◆ **Records supplied**:
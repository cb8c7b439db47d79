use serde::{Deserialize, Serialize};

#[derive(Debug, Clone, Copy, Default, PartialEq, Eq, Serialize, Deserialize)]
#[serde(rename_all = "lowercase")]
pub enum Theme {
    #[default]
    Light,
    Dark,
}

/// Toolbar buttons, grouped the way the toolbar lays them out. Names are the
/// mark, block type, alignment or action each button triggers.
#[derive(Debug, Clone, PartialEq, Eq, Serialize, Deserialize)]
#[serde(default)]
pub struct ToolbarConfig {
    pub formatting: Vec<String>,
    pub headings: Vec<String>,
    pub alignment: Vec<String>,
    pub blocks: Vec<String>,
    pub actions: Vec<String>,
    pub fullscreen: Vec<String>,
}

fn names(items: &[&str]) -> Vec<String> {
    items.iter().map(|s| s.to_string()).collect()
}

impl Default for ToolbarConfig {
    /// Every group populated; what a full editor shows.
    fn default() -> Self {
        Self {
            formatting: names(&["bold", "italic", "underline", "strikethrough"]),
            headings: names(&["heading-one", "heading-two", "heading-three", "paragraph"]),
            alignment: names(&["left", "center", "right", "justify"]),
            blocks: names(&["block-quote", "bulleted-list", "numbered-list"]),
            actions: names(&["undo", "redo"]),
            fullscreen: names(&["fullscreen"]),
        }
    }
}

impl ToolbarConfig {
    fn empty() -> Self {
        Self {
            formatting: vec![],
            headings: vec![],
            alignment: vec![],
            blocks: vec![],
            actions: vec![],
            fullscreen: vec![],
        }
    }

    /// Every button name across groups, in layout order.
    pub fn tools(&self) -> impl Iterator<Item = &str> {
        [
            &self.formatting,
            &self.headings,
            &self.alignment,
            &self.blocks,
            &self.actions,
            &self.fullscreen,
        ]
        .into_iter()
        .flatten()
        .map(String::as_str)
    }
}

#[derive(Debug, Clone, Copy, PartialEq, Eq, Serialize, Deserialize)]
#[serde(rename_all = "lowercase")]
pub enum ToolbarPreset {
    Minimal,
    Standard,
    Full,
}

impl ToolbarPreset {
    pub fn toolbar(self) -> ToolbarConfig {
        let formatting = names(&["bold", "italic", "underline", "strikethrough"]);
        match self {
            ToolbarPreset::Minimal => ToolbarConfig {
                formatting,
                headings: names(&["heading-one", "paragraph"]),
                ..ToolbarConfig::empty()
            },
            ToolbarPreset::Standard => ToolbarConfig {
                formatting,
                headings: names(&["heading-one", "heading-two", "heading-three", "paragraph"]),
                blocks: names(&["bulleted-list", "numbered-list"]),
                ..ToolbarConfig::empty()
            },
            ToolbarPreset::Full => ToolbarConfig {
                formatting: names(&["bold", "italic", "underline", "strikethrough", "code"]),
                headings: names(&["heading-one", "heading-two", "heading-three", "paragraph"]),
                alignment: names(&["left", "center", "right", "justify"]),
                blocks: names(&[
                    "bulleted-list",
                    "numbered-list",
                    "block-quote",
                    "horizontal-rule",
                ]),
                ..ToolbarConfig::empty()
            },
        }
    }
}

/// A named preset (`toolbar = "minimal"`) or explicit groups
/// (`[editor.toolbar]`).
#[derive(Debug, Clone, PartialEq, Eq, Serialize, Deserialize)]
#[serde(untagged)]
pub enum Toolbar {
    Preset(ToolbarPreset),
    Custom(ToolbarConfig),
}

impl Default for Toolbar {
    fn default() -> Self {
        Toolbar::Custom(ToolbarConfig::default())
    }
}

impl Toolbar {
    pub fn resolve(&self) -> ToolbarConfig {
        match self {
            Toolbar::Preset(p) => p.toolbar(),
            Toolbar::Custom(c) => c.clone(),
        }
    }
}

/// Settings handed to the host editing surface.
#[derive(Debug, Clone, PartialEq, Eq, Serialize, Deserialize)]
#[serde(default)]
pub struct EditorSettings {
    pub theme: Theme,
    pub placeholder: String,
    pub show_word_count: bool,
    /// Ignored while `max_height` is set.
    pub sticky_toolbar: bool,
    /// Editor height in pixels; content scrolls beyond it.
    #[serde(skip_serializing_if = "Option::is_none")]
    pub max_height: Option<u32>,
    /// Show every toolbar group regardless of `toolbar`.
    pub full_editor: bool,
    pub toolbar: Toolbar,
}

impl Default for EditorSettings {
    fn default() -> Self {
        Self {
            theme: Theme::default(),
            placeholder: "Start writing your content...".to_string(),
            show_word_count: true,
            sticky_toolbar: true,
            max_height: None,
            full_editor: true,
            toolbar: Toolbar::default(),
        }
    }
}

impl EditorSettings {
    pub fn effective_toolbar(&self) -> ToolbarConfig {
        if self.full_editor {
            ToolbarConfig::default()
        } else {
            self.toolbar.resolve()
        }
    }

    pub fn uses_sticky_toolbar(&self) -> bool {
        self.sticky_toolbar && self.max_height.is_none()
    }
}
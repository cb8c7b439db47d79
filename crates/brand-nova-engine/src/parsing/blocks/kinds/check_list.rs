use std::sync::LazyLock;

use regex::Regex;

static ITEM: LazyLock<Regex> = LazyLock::new(|| {
    Regex::new(r"^[-*] \[([ xX])\](?: (.*))?$").expect("checklist pattern is valid")
});

/// `- [ ] todo` / `- [x] done` checklist items.
pub struct CheckList;

impl CheckList {
    pub const CHECKED: [char; 2] = ['x', 'X'];

    /// Returns `(checked, text)` when `line` is a checklist item.
    pub fn strip_marker(line: &str) -> Option<(bool, &str)> {
        let caps = ITEM.captures(line)?;
        let checked = caps
            .get(1)
            .and_then(|m| m.as_str().chars().next())
            .is_some_and(|c| Self::CHECKED.contains(&c));
        let text = caps.get(2).map_or("", |m| m.as_str());
        Some((checked, text))
    }
}

#[cfg(test)]
mod tests {
    use super::*;

    #[test]
    fn checked_and_unchecked() {
        assert_eq!(CheckList::strip_marker("- [x] Done"), Some((true, "Done")));
        assert_eq!(CheckList::strip_marker("* [X] Also"), Some((true, "Also")));
        assert_eq!(CheckList::strip_marker("- [ ] Todo"), Some((false, "Todo")));
    }

    #[test]
    fn box_without_text() {
        assert_eq!(CheckList::strip_marker("- [ ]"), Some((false, "")));
    }

    #[test]
    fn plain_bullets_and_glued_text_are_not_items() {
        assert_eq!(CheckList::strip_marker("- item"), None);
        assert_eq!(CheckList::strip_marker("- [x]Done"), None);
        assert_eq!(CheckList::strip_marker("- [y] maybe"), None);
    }
}
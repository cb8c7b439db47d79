/// A cursor for byte-by-byte inline scanning.
///
/// Every delimiter this crate looks for is ASCII, so any position where
/// [`Cursor::starts_with`] matches is also a char boundary.
#[derive(Clone)]
pub struct Cursor<'a> {
    /// The string being parsed.
    pub s: &'a str,
    /// Current index into `s`.
    pub i: usize,
}

impl<'a> Cursor<'a> {
    pub fn new(s: &'a str) -> Self {
        Self { s, i: 0 }
    }

    pub fn pos(&self) -> usize {
        self.i
    }

    pub fn eof(&self) -> bool {
        self.i >= self.s.len()
    }

    /// Peeks at the current byte without advancing.
    pub fn peek(&self) -> Option<u8> {
        self.s.as_bytes().get(self.i).copied()
    }

    /// Peeks `n` bytes ahead of the current position.
    pub fn peek_at(&self, n: usize) -> Option<u8> {
        self.s.as_bytes().get(self.i + n).copied()
    }

    /// The byte just before the current position.
    pub fn prev(&self) -> Option<u8> {
        self.i
            .checked_sub(1)
            .and_then(|j| self.s.as_bytes().get(j).copied())
    }

    /// Checks if the remaining input starts with the given byte pattern.
    pub fn starts_with(&self, pat: &[u8]) -> bool {
        self.s
            .as_bytes()
            .get(self.i..)
            .is_some_and(|rest| rest.starts_with(pat))
    }

    /// True when `pat` matches here and is not glued to more of its own
    /// first byte on either side (`*` inside `**` is not isolated).
    pub fn starts_with_isolated(&self, pat: &[u8]) -> bool {
        let Some(&first) = pat.first() else {
            return false;
        };
        self.starts_with(pat) && self.prev() != Some(first) && self.peek_at(pat.len()) != Some(first)
    }

    /// Advances by one byte, returning the consumed byte.
    pub fn bump(&mut self) -> Option<u8> {
        let b = self.peek()?;
        self.i += 1;
        Some(b)
    }

    /// Advances by `n` bytes.
    pub fn bump_n(&mut self, n: usize) {
        self.i += n;
    }
}
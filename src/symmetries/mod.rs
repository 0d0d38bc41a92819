// Symmetries module: Proper-rotation point group operators per crystal class
// This module provides the static symmetry operator tables used to reduce misorientations

// ======================== MODULE DECLARATIONS ========================
pub mod symmetry_classes;


// ======================== CRYSTAL CLASSES & OPERATOR TABLES ========================
pub use symmetry_classes::{
    SymmetryClass,     // enum - crystal classes with tabulated operators (Cubic, Hexagonal, Tetrahedral)
    symmetry_matrices, // fn(class: SymmetryClass) -> Vec<Matrix3<f64>> - proper-rotation operators of a class

    // === PER-CLASS OPERATOR TABLES ===
    cubic_symmetry_matrices,       // fn() -> Vec<Matrix3<f64>> - the 24 cubic proper rotations
    hexagonal_symmetry_matrices,   // fn() -> Vec<Matrix3<f64>> - the 12 hexagonal proper rotations
    tetrahedral_symmetry_matrices, // fn() -> Vec<Matrix3<f64>> - the 8 tetrahedral proper rotations
};

// SymmetryClass impl methods:
//   operator_count(&self) -> usize                                 - number of operators in the class
//   as_str(&self) -> &'static str                                  - lower-case name for log/CLI output
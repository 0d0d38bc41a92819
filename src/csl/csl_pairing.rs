use rand::Rng;

use crate::csl::csl_table::{csl_entry, CslLookupError};
use crate::orientation::orientation_angles::EulerAngles;
use crate::orientation::orientation_conversions::{euler_to_matrix, matrix_to_euler};
use crate::orientation::orientation_sampling::random_euler;

/// Generate a pair of orientations related by the tabulated CSL rotation
/// offset for `label`.
///
/// The first orientation is caller-supplied or drawn uniformly off `rng`; the
/// second is exact matrix composition with the offset, no optimization
/// involved. Unknown labels fail with [`CslLookupError`].
pub fn csl_euler_angles<R: Rng>(
    rng: &mut R,
    label: &str,
    euler_1: Option<EulerAngles>,
) -> Result<(EulerAngles, EulerAngles), CslLookupError> {
    let entry = csl_entry(label)?;
    let euler_1 = euler_1.unwrap_or_else(|| random_euler(rng));

    let [phi1, phi, phi2] = entry.euler_offset_deg;
    let offset = euler_to_matrix(&EulerAngles::from_degrees(phi1, phi, phi2));
    let euler_2 = matrix_to_euler(&(offset * euler_to_matrix(&euler_1)));

    Ok((euler_1, euler_2))
}
#[cfg(test)]
mod _tests_orientation_conversions {
    use super::super::orientation_angles::EulerAngles;
    use super::super::orientation_conversions::*;
    use super::super::orientation_sampling::random_euler;
    use crate::config::{CONVERSION_TOLERANCE, ORTHONORMALITY_TOLERANCE};
    use nalgebra::{Matrix3, Quaternion};
    use rand::SeedableRng;
    use rand_chacha::ChaCha8Rng;
    use std::f64::consts::{FRAC_PI_2, PI};

    // Helper to compare matrices entrywise
    fn assert_matrix_close(a: &Matrix3<f64>, b: &Matrix3<f64>, tol: f64) {
        for i in 0..3 {
            for j in 0..3 {
                assert!(
                    (a[(i, j)] - b[(i, j)]).abs() < tol,
                    "matrices differ at ({}, {}): {} vs {}",
                    i,
                    j,
                    a[(i, j)],
                    b[(i, j)]
                );
            }
        }
    }

    // ==================== Round-Trip Properties ====================

    #[test]
    fn test_quaternion_round_trip() {
        let mut rng = ChaCha8Rng::seed_from_u64(7);
        for _ in 0..12 {
            let euler = random_euler(&mut rng);
            let recovered = quat_to_euler(&euler_to_quat(&euler));
            assert!(
                euler.abs_difference(&recovered) < CONVERSION_TOLERANCE,
                "round trip drifted: {:?} vs {:?}",
                euler,
                recovered
            );
        }
    }

    #[test]
    fn test_matrix_round_trip_idempotent() {
        let mut rng = ChaCha8Rng::seed_from_u64(11);
        for _ in 0..12 {
            let euler = random_euler(&mut rng);
            let once = matrix_to_euler(&euler_to_matrix(&euler));
            let twice = matrix_to_euler(&euler_to_matrix(&once));
            assert!(
                once.abs_difference(&twice) < CONVERSION_TOLERANCE,
                "second application moved the angles: {:?} vs {:?}",
                once,
                twice
            );
        }
    }

    #[test]
    fn test_matrix_round_trip_preserves_rotation() {
        let mut rng = ChaCha8Rng::seed_from_u64(13);
        for _ in 0..12 {
            let euler = random_euler(&mut rng);
            let matrix = euler_to_matrix(&euler);
            let rebuilt = euler_to_matrix(&matrix_to_euler(&matrix));
            assert_matrix_close(&matrix, &rebuilt, 1e-9);
        }
    }

    #[test]
    fn test_matrix_to_euler_ranges() {
        let mut rng = ChaCha8Rng::seed_from_u64(17);
        for _ in 0..50 {
            let euler = matrix_to_euler(&euler_to_matrix(&random_euler(&mut rng)));
            assert!((0.0..2.0 * PI).contains(&euler.phi1));
            assert!((0.0..=PI).contains(&euler.phi));
            assert!((0.0..2.0 * PI).contains(&euler.phi2));
        }
    }

    // ==================== Orthonormality ====================

    #[test]
    fn test_orientation_matrix_is_orthonormal() {
        let mut rng = ChaCha8Rng::seed_from_u64(19);
        for _ in 0..10 {
            let matrix = euler_to_matrix(&random_euler(&mut rng));
            assert_matrix_close(
                &(matrix.transpose() * matrix),
                &Matrix3::identity(),
                ORTHONORMALITY_TOLERANCE,
            );
            assert!((matrix.determinant() - 1.0).abs() < ORTHONORMALITY_TOLERANCE);
        }
    }

    #[test]
    fn test_quaternion_is_unit_norm() {
        let mut rng = ChaCha8Rng::seed_from_u64(23);
        for _ in 0..10 {
            let quat = euler_to_quat(&random_euler(&mut rng));
            assert!((quat.norm() - 1.0).abs() < ORTHONORMALITY_TOLERANCE);
        }
    }

    // ==================== Gimbal Configurations ====================

    #[test]
    fn test_identity_matrix_maps_to_zero_angles() {
        let euler = matrix_to_euler(&Matrix3::identity());
        assert!(euler.phi1.abs() < 1e-12);
        assert!(euler.phi.abs() < 1e-12);
        assert!(euler.phi2.abs() < 1e-12);
    }

    #[test]
    fn test_gimbal_phi_zero_folds_into_phi1() {
        // With Φ = 0 only φ1 + φ2 is determined
        let euler = EulerAngles::new(0.7, 0.0, 0.5);
        let recovered = matrix_to_euler(&euler_to_matrix(&euler));
        assert!((recovered.phi1 - 1.2).abs() < 1e-12);
        assert!(recovered.phi.abs() < 1e-12);
        assert_eq!(recovered.phi2, 0.0);
    }

    #[test]
    fn test_gimbal_phi_pi_keeps_rotation() {
        let euler = EulerAngles::new(0.7, PI, 0.5);
        let matrix = euler_to_matrix(&euler);
        let recovered = matrix_to_euler(&matrix);
        assert!((recovered.phi - PI).abs() < 1e-9);
        assert_eq!(recovered.phi2, 0.0);
        // The folded angles must describe the same rotation
        assert_matrix_close(&matrix, &euler_to_matrix(&recovered), 1e-9);
    }

    // ==================== Clamping at the Trig Domain Edges ====================

    #[test]
    fn test_acos_argument_clamped() {
        // Rounding can leave M[2][2] marginally above 1
        let mut matrix = Matrix3::identity();
        matrix[(2, 2)] = 1.0 + 1e-12;
        let euler = matrix_to_euler(&matrix);
        assert!(euler.phi1.is_finite());
        assert!(euler.phi2.is_finite());
        assert_eq!(euler.phi, 0.0);
    }

    #[test]
    fn test_asin_argument_clamped() {
        // A marginally denormalized quaternion pushes the asin argument past 1
        let quat = euler_to_quat(&EulerAngles::new(0.3, FRAC_PI_2, 0.8));
        let scale = 1.0 + 1e-9;
        let inflated = Quaternion::new(
            quat.w * scale,
            quat.i * scale,
            quat.j * scale,
            quat.k * scale,
        );
        let euler = quat_to_euler(&inflated);
        assert!(euler.phi.is_finite());
        assert!((euler.phi - FRAC_PI_2).abs() < 1e-4);
    }
}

◆ **Exercise brief**: Filter the records for lines containing the word "twice" and copy each one.

◆ **Exercise output**:
            let twice = matrix_to_euler(&euler_to_matrix(&once));
                once.abs_difference(&twice) < CONVERSION_TOLERANCE,
                twice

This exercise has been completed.